What this task involves
Using the records below, count the lines containing "Some" and give only the total.

===== Given records

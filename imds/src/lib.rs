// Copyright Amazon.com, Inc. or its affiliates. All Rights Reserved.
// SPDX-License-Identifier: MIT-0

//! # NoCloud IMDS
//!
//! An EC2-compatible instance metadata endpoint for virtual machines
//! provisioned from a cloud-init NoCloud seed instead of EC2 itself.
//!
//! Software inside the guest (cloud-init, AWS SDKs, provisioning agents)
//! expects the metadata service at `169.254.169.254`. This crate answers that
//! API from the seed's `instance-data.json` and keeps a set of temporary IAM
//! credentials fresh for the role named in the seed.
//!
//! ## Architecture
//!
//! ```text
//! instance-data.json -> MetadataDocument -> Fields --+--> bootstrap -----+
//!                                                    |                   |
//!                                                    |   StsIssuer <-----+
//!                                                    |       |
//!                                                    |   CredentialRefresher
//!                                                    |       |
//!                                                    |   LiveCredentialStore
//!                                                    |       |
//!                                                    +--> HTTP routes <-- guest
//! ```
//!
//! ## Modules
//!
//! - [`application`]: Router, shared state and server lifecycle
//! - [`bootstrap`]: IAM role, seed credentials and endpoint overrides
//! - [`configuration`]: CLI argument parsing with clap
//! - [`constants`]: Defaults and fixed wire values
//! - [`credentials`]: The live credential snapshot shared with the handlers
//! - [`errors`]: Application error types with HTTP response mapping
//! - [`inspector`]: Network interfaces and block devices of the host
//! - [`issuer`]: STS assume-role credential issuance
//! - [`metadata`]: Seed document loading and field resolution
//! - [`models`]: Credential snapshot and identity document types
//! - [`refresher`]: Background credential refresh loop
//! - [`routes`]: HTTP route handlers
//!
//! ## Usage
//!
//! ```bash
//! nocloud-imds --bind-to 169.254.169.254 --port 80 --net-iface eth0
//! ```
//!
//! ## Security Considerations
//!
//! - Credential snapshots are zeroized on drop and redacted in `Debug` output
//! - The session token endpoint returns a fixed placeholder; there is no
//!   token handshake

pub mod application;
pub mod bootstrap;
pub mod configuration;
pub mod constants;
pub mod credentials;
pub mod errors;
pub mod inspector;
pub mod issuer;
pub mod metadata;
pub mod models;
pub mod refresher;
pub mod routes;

==========
===== Given records

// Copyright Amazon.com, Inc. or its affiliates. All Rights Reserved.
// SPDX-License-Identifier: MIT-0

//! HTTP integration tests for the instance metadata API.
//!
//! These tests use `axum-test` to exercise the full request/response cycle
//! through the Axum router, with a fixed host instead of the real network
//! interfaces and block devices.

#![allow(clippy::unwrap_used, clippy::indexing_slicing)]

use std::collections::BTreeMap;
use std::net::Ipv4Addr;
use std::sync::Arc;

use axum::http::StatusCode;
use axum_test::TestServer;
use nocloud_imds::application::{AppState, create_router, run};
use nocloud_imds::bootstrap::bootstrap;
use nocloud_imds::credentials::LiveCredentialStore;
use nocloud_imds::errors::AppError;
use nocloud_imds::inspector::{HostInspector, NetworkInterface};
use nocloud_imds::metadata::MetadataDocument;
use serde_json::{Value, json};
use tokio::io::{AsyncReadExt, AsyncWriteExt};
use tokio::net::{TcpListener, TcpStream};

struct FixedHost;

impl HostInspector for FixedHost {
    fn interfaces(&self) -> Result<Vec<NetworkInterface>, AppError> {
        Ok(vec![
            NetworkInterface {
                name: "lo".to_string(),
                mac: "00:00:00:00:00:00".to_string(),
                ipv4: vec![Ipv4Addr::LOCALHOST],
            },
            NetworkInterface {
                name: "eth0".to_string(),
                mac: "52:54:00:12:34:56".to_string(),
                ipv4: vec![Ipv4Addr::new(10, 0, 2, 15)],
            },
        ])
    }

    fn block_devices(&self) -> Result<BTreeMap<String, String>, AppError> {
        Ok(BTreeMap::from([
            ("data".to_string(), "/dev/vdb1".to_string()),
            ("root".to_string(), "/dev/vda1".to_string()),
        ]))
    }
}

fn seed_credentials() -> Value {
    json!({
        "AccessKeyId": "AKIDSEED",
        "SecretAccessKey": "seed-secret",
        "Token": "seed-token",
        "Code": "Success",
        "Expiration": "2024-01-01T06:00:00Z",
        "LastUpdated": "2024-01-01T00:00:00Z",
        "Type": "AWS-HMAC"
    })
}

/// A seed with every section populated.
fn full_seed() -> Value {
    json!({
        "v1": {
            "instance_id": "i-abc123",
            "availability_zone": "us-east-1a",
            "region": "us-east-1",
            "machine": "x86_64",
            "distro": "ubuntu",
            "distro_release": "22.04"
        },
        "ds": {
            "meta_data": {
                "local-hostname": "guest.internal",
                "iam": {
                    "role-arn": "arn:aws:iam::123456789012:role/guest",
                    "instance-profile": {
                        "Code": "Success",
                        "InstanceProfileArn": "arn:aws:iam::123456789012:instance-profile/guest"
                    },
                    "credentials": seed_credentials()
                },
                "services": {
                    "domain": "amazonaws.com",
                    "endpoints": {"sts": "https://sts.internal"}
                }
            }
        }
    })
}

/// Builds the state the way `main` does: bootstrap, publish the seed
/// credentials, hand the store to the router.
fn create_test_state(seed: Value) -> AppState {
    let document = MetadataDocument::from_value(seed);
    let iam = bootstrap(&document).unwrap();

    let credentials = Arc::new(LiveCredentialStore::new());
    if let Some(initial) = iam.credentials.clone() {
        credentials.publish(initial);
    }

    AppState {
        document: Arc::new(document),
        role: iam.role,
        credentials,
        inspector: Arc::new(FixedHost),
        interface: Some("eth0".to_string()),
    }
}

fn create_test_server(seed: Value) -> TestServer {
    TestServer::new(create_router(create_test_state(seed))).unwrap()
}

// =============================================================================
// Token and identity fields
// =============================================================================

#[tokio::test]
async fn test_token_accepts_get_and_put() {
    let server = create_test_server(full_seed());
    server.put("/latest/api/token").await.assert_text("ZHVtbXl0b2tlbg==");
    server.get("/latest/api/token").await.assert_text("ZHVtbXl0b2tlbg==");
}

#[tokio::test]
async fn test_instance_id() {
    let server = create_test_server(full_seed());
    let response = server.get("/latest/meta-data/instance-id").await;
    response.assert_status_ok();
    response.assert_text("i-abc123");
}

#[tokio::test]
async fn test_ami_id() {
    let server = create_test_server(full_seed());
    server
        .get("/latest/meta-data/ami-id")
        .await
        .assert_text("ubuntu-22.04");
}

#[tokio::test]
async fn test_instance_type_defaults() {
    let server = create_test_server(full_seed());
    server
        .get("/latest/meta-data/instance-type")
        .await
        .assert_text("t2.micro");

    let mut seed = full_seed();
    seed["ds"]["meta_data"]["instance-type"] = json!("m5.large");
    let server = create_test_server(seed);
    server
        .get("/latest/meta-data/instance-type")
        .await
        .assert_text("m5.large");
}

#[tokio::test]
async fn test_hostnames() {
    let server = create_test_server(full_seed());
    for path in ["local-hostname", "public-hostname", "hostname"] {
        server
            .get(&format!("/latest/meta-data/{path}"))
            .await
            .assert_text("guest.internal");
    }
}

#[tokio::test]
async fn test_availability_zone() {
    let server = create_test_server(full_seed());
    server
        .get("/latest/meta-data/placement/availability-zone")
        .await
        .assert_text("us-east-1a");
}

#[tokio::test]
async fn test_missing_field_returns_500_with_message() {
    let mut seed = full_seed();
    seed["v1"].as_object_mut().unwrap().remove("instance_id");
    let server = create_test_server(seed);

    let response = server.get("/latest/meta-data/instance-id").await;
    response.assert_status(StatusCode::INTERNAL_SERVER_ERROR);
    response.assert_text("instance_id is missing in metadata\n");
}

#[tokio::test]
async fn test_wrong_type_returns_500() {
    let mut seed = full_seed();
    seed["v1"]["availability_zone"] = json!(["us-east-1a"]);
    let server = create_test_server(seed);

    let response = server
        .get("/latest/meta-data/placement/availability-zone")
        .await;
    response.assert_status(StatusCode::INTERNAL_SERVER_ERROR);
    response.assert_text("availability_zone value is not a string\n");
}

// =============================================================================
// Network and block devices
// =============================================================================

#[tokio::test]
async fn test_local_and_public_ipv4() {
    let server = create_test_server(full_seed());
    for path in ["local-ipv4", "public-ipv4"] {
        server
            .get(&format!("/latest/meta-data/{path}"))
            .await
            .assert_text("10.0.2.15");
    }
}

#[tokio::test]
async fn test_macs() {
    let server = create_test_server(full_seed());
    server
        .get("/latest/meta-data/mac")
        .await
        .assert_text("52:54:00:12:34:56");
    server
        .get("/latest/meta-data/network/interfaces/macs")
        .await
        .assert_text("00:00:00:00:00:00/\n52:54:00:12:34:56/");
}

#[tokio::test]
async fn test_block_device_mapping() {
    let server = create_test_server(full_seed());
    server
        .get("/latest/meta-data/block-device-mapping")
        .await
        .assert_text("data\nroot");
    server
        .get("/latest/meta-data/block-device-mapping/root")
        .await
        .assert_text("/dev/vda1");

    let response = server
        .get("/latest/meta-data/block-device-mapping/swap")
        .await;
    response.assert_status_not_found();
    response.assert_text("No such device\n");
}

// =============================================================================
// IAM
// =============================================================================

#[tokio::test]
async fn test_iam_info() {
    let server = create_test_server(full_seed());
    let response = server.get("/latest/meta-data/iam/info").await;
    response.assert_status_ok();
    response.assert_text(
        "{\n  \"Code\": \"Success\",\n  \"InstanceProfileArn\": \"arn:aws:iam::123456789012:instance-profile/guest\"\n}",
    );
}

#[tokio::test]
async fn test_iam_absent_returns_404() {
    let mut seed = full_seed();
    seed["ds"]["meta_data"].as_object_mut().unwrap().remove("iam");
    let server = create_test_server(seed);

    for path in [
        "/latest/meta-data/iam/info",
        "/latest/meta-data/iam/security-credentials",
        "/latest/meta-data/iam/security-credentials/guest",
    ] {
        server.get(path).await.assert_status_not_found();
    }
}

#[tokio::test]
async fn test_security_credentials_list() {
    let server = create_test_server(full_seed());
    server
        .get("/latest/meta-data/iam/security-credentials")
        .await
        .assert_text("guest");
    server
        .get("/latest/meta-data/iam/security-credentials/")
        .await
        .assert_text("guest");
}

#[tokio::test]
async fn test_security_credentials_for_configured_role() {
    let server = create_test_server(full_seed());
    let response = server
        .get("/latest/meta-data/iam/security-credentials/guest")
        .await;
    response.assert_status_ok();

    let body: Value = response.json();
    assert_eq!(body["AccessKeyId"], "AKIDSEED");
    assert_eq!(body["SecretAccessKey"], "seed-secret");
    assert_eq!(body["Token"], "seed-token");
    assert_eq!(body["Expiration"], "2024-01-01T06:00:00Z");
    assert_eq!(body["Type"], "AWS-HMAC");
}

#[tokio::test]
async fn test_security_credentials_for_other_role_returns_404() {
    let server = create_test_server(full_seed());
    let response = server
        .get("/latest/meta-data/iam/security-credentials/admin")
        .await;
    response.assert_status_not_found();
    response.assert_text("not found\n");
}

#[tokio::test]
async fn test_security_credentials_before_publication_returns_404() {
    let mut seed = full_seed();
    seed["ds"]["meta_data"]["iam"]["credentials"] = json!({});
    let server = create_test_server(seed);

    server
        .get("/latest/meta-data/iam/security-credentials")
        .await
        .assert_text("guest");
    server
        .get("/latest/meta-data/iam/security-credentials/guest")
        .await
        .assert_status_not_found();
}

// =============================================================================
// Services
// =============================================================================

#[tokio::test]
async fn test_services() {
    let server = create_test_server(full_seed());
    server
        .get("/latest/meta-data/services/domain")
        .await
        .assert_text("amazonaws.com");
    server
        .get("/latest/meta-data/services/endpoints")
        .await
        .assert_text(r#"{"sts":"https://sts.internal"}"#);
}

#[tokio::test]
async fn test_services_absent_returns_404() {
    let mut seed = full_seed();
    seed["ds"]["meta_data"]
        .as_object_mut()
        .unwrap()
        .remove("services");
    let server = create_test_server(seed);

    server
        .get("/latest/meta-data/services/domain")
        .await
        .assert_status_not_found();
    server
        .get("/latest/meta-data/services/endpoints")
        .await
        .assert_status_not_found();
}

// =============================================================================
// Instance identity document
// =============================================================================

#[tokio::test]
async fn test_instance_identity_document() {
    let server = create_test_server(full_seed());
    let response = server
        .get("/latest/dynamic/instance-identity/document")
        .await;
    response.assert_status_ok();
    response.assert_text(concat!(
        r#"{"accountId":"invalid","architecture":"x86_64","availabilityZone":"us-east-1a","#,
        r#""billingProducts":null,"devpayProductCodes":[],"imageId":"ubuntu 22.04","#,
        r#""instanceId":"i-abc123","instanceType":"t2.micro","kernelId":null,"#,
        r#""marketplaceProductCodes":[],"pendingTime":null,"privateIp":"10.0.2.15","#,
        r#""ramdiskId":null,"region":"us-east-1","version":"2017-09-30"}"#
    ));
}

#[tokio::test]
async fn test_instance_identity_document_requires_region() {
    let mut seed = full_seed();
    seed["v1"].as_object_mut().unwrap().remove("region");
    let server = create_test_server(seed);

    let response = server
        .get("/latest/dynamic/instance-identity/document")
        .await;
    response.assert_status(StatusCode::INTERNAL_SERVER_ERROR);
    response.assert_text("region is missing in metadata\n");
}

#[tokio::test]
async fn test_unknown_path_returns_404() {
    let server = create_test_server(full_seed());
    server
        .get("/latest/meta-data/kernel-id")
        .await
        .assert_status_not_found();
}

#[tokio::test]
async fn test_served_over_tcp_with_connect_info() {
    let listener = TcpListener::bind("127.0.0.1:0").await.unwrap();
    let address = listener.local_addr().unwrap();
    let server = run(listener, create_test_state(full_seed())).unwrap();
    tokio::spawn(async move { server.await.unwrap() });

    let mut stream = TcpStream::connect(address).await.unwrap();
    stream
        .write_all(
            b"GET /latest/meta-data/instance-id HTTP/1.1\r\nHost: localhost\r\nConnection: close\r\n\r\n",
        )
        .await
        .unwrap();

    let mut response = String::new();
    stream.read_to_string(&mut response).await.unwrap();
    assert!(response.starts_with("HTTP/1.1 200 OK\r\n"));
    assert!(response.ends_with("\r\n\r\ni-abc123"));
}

==========
===== Given records

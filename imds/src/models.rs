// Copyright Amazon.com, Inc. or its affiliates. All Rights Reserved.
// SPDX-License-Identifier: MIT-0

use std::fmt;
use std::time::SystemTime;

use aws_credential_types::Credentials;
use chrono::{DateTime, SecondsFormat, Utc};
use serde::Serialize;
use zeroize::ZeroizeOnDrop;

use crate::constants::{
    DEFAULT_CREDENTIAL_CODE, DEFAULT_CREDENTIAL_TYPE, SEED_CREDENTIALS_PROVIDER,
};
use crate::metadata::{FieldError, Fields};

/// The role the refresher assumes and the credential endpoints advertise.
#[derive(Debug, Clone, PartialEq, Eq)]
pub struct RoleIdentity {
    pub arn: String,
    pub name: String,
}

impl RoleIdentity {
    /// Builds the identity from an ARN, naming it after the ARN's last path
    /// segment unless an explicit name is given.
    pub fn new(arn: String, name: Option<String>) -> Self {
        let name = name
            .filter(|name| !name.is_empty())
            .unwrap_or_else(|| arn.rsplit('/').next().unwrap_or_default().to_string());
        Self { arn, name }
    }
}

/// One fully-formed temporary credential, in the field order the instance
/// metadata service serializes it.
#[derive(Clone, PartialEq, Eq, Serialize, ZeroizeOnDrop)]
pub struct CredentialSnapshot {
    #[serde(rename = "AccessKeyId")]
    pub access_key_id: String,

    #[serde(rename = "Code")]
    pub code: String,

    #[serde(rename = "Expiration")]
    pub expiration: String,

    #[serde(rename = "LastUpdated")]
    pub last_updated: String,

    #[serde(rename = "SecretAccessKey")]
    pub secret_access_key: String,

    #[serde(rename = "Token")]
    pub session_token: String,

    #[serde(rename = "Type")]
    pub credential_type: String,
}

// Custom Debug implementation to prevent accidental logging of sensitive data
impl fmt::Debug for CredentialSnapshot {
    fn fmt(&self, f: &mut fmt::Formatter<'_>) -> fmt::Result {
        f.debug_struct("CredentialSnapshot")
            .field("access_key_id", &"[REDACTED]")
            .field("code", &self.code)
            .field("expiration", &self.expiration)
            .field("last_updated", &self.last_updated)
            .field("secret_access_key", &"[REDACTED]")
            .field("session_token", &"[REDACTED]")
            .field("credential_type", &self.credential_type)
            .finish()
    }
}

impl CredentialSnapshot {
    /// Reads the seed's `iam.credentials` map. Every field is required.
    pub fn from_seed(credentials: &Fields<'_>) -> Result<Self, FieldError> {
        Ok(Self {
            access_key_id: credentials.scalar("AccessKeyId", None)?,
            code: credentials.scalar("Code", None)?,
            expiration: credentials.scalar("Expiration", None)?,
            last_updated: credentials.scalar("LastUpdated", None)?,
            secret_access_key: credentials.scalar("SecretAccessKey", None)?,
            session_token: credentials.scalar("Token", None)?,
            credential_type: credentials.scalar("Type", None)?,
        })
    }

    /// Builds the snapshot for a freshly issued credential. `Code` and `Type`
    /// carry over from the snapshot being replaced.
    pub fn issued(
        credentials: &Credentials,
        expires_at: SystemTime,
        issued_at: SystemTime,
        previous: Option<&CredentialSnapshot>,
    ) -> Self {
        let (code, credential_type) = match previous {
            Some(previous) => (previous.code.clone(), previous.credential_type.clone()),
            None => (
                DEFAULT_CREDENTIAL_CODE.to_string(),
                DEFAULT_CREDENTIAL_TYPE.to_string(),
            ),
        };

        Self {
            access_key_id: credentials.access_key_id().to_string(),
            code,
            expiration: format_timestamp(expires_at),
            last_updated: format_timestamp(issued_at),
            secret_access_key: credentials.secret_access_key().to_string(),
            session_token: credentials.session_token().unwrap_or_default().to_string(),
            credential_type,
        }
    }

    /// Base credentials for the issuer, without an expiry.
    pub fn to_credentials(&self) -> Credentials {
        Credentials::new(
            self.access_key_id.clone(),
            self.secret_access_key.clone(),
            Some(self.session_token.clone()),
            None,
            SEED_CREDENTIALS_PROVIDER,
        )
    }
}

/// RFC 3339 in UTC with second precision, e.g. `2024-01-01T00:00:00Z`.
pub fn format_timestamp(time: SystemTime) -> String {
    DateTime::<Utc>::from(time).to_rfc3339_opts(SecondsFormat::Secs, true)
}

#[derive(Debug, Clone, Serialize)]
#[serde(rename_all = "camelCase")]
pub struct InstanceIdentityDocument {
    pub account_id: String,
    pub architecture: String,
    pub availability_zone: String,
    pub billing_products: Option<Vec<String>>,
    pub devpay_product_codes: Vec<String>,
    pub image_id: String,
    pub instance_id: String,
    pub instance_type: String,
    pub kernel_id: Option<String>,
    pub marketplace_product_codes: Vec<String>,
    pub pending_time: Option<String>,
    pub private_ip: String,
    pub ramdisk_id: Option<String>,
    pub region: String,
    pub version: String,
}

==========

The completed task
4